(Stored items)
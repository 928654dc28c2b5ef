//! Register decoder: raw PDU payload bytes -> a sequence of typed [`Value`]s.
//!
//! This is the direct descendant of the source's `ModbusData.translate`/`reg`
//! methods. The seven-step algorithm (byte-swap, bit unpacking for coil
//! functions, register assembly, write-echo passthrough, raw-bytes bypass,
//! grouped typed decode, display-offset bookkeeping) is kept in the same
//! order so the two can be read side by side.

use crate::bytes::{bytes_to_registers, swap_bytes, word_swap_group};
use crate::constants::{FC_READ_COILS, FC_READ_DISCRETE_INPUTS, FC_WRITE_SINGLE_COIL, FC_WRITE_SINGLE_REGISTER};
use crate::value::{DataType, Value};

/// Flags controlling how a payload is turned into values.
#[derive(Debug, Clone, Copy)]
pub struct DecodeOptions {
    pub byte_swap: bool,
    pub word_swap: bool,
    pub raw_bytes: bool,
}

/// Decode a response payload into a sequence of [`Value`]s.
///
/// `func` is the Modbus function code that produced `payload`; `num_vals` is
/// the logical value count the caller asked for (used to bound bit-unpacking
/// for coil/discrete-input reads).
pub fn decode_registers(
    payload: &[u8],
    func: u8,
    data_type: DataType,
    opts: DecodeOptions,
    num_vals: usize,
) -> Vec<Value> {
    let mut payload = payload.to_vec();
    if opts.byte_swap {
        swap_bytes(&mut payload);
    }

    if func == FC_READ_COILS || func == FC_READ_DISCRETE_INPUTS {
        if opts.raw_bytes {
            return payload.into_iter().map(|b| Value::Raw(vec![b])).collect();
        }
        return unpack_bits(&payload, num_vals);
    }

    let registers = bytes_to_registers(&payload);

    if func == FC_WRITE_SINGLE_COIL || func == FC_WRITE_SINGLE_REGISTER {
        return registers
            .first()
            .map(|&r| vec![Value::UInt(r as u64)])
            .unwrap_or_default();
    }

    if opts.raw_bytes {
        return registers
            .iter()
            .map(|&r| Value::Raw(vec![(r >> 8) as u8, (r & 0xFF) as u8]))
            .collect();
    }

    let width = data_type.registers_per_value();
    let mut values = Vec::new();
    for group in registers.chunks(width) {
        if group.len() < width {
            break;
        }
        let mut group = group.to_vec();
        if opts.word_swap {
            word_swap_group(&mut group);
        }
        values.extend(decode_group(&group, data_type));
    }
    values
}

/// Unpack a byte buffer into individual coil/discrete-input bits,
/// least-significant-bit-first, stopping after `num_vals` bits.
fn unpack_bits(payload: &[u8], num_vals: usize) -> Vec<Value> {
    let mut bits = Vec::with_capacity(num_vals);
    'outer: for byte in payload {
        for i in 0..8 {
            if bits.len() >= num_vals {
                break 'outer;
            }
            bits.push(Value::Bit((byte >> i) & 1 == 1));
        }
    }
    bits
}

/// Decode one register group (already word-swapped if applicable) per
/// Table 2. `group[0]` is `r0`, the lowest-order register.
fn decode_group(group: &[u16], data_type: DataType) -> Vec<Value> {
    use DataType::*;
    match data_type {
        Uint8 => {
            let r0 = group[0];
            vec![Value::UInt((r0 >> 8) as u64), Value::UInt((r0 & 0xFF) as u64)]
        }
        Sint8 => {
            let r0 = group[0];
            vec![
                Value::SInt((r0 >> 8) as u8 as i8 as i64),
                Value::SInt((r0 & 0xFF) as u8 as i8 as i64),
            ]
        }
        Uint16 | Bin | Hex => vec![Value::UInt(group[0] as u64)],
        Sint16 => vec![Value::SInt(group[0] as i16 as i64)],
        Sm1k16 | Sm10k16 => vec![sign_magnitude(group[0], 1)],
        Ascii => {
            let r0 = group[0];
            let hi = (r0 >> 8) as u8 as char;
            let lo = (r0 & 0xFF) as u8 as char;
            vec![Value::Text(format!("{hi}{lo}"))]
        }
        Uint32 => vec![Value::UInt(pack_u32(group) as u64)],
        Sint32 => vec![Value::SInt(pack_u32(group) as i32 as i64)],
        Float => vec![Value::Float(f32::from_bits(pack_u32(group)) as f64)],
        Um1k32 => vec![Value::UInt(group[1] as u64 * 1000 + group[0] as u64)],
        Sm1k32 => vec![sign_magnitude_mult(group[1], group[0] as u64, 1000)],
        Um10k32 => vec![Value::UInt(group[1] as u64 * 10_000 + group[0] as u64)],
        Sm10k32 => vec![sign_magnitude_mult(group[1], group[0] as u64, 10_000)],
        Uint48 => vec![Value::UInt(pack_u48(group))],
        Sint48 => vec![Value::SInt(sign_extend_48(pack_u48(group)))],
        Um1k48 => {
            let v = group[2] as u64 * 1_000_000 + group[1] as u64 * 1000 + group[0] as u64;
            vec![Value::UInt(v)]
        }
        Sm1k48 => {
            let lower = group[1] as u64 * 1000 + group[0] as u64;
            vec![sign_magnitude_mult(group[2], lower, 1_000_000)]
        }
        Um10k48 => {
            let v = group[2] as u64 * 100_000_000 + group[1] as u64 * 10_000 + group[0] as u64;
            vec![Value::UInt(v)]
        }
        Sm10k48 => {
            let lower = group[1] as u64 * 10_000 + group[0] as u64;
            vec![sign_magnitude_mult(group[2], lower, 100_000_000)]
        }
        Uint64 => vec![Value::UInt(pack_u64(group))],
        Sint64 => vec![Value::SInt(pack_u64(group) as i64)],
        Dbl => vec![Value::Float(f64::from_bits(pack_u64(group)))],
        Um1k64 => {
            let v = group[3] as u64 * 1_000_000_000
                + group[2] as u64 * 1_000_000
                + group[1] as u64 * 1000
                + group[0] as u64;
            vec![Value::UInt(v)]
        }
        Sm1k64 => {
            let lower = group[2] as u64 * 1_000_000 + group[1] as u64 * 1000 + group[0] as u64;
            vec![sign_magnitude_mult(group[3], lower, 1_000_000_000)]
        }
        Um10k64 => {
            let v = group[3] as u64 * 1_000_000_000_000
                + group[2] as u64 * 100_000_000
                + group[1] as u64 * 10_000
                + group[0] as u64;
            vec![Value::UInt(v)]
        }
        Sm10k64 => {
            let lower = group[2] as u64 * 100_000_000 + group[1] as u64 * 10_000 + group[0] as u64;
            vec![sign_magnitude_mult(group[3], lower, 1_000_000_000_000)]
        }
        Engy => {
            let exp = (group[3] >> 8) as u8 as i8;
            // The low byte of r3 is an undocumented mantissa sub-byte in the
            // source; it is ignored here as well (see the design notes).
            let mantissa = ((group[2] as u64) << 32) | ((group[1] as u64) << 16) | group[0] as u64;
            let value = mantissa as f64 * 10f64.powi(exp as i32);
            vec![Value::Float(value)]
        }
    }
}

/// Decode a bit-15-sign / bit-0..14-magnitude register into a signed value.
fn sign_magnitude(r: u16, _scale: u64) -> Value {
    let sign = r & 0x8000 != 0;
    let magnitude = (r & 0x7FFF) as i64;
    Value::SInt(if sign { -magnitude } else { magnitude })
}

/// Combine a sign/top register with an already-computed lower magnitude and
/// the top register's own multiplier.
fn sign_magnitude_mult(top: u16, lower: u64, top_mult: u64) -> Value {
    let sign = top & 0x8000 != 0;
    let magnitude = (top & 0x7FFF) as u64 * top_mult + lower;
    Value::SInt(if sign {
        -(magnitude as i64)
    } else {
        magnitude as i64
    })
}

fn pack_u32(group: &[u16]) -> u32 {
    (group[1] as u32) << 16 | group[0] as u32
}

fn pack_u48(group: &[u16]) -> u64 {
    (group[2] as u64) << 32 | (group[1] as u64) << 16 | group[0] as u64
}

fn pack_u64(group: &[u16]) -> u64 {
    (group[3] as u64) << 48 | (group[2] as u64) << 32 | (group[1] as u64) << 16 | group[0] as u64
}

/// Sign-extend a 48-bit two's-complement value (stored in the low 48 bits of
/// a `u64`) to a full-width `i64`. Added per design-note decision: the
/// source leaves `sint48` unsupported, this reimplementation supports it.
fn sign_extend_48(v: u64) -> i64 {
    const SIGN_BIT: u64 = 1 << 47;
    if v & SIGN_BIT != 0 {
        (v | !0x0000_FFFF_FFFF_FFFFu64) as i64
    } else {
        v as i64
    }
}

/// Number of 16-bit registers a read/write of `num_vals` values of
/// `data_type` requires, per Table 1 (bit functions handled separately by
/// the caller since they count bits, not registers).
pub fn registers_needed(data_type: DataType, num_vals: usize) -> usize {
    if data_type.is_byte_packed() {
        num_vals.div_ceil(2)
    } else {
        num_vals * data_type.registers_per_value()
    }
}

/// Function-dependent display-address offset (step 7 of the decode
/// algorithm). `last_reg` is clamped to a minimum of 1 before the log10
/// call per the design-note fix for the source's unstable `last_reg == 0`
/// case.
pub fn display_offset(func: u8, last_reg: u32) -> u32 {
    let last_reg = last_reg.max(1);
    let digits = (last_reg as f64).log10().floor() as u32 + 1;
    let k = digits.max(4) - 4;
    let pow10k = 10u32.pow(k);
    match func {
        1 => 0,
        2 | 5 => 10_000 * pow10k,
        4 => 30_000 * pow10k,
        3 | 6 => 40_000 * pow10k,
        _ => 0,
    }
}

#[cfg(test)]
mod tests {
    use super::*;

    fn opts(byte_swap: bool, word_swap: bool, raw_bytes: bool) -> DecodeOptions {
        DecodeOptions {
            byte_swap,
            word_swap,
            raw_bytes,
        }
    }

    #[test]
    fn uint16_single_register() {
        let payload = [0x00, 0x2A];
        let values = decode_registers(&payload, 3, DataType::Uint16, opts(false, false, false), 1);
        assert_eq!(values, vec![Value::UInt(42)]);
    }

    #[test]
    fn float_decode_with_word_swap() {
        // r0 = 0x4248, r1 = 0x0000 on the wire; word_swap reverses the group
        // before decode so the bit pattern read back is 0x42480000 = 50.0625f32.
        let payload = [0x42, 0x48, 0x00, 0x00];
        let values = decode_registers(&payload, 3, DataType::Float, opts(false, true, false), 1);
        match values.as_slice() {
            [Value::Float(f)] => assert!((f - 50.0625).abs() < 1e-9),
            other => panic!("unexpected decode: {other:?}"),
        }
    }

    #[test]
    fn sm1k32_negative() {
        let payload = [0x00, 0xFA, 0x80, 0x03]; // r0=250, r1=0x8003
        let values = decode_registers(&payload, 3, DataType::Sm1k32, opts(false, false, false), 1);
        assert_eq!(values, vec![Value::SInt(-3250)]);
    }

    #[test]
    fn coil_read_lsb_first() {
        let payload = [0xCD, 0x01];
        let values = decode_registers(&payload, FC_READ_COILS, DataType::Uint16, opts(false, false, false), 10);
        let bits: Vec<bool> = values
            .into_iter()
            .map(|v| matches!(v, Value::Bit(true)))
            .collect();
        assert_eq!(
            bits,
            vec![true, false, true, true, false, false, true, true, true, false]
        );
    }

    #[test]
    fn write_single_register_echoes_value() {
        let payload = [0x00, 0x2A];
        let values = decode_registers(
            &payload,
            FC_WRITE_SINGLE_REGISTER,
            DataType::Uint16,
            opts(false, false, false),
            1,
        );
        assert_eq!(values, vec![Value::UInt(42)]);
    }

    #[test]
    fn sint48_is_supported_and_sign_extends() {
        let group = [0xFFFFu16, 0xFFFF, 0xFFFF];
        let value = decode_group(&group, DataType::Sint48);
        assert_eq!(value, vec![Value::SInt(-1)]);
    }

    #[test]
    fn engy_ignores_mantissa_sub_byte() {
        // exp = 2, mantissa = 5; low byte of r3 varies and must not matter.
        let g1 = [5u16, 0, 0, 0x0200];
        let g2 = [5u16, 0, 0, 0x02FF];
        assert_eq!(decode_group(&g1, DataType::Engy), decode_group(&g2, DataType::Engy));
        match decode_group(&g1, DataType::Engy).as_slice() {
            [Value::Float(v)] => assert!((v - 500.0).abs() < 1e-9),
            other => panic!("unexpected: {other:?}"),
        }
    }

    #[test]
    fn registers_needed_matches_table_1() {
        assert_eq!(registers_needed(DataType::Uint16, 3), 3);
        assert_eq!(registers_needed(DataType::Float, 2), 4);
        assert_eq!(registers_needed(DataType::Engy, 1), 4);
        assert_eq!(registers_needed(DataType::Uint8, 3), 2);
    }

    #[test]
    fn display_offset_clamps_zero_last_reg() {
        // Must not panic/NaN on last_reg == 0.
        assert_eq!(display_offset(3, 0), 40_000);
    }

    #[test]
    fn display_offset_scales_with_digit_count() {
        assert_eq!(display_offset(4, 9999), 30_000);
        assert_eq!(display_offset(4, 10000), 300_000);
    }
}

**EXERCISE DETAILS:** The exercise is to copy out every line above that has the word "bool" in it.

**TASK RESULT:**
    pub byte_swap: bool,
    pub word_swap: bool,
    pub raw_bytes: bool,
    fn opts(byte_swap: bool, word_swap: bool, raw_bytes: bool) -> DecodeOptions {
        let bits: Vec<bool> = values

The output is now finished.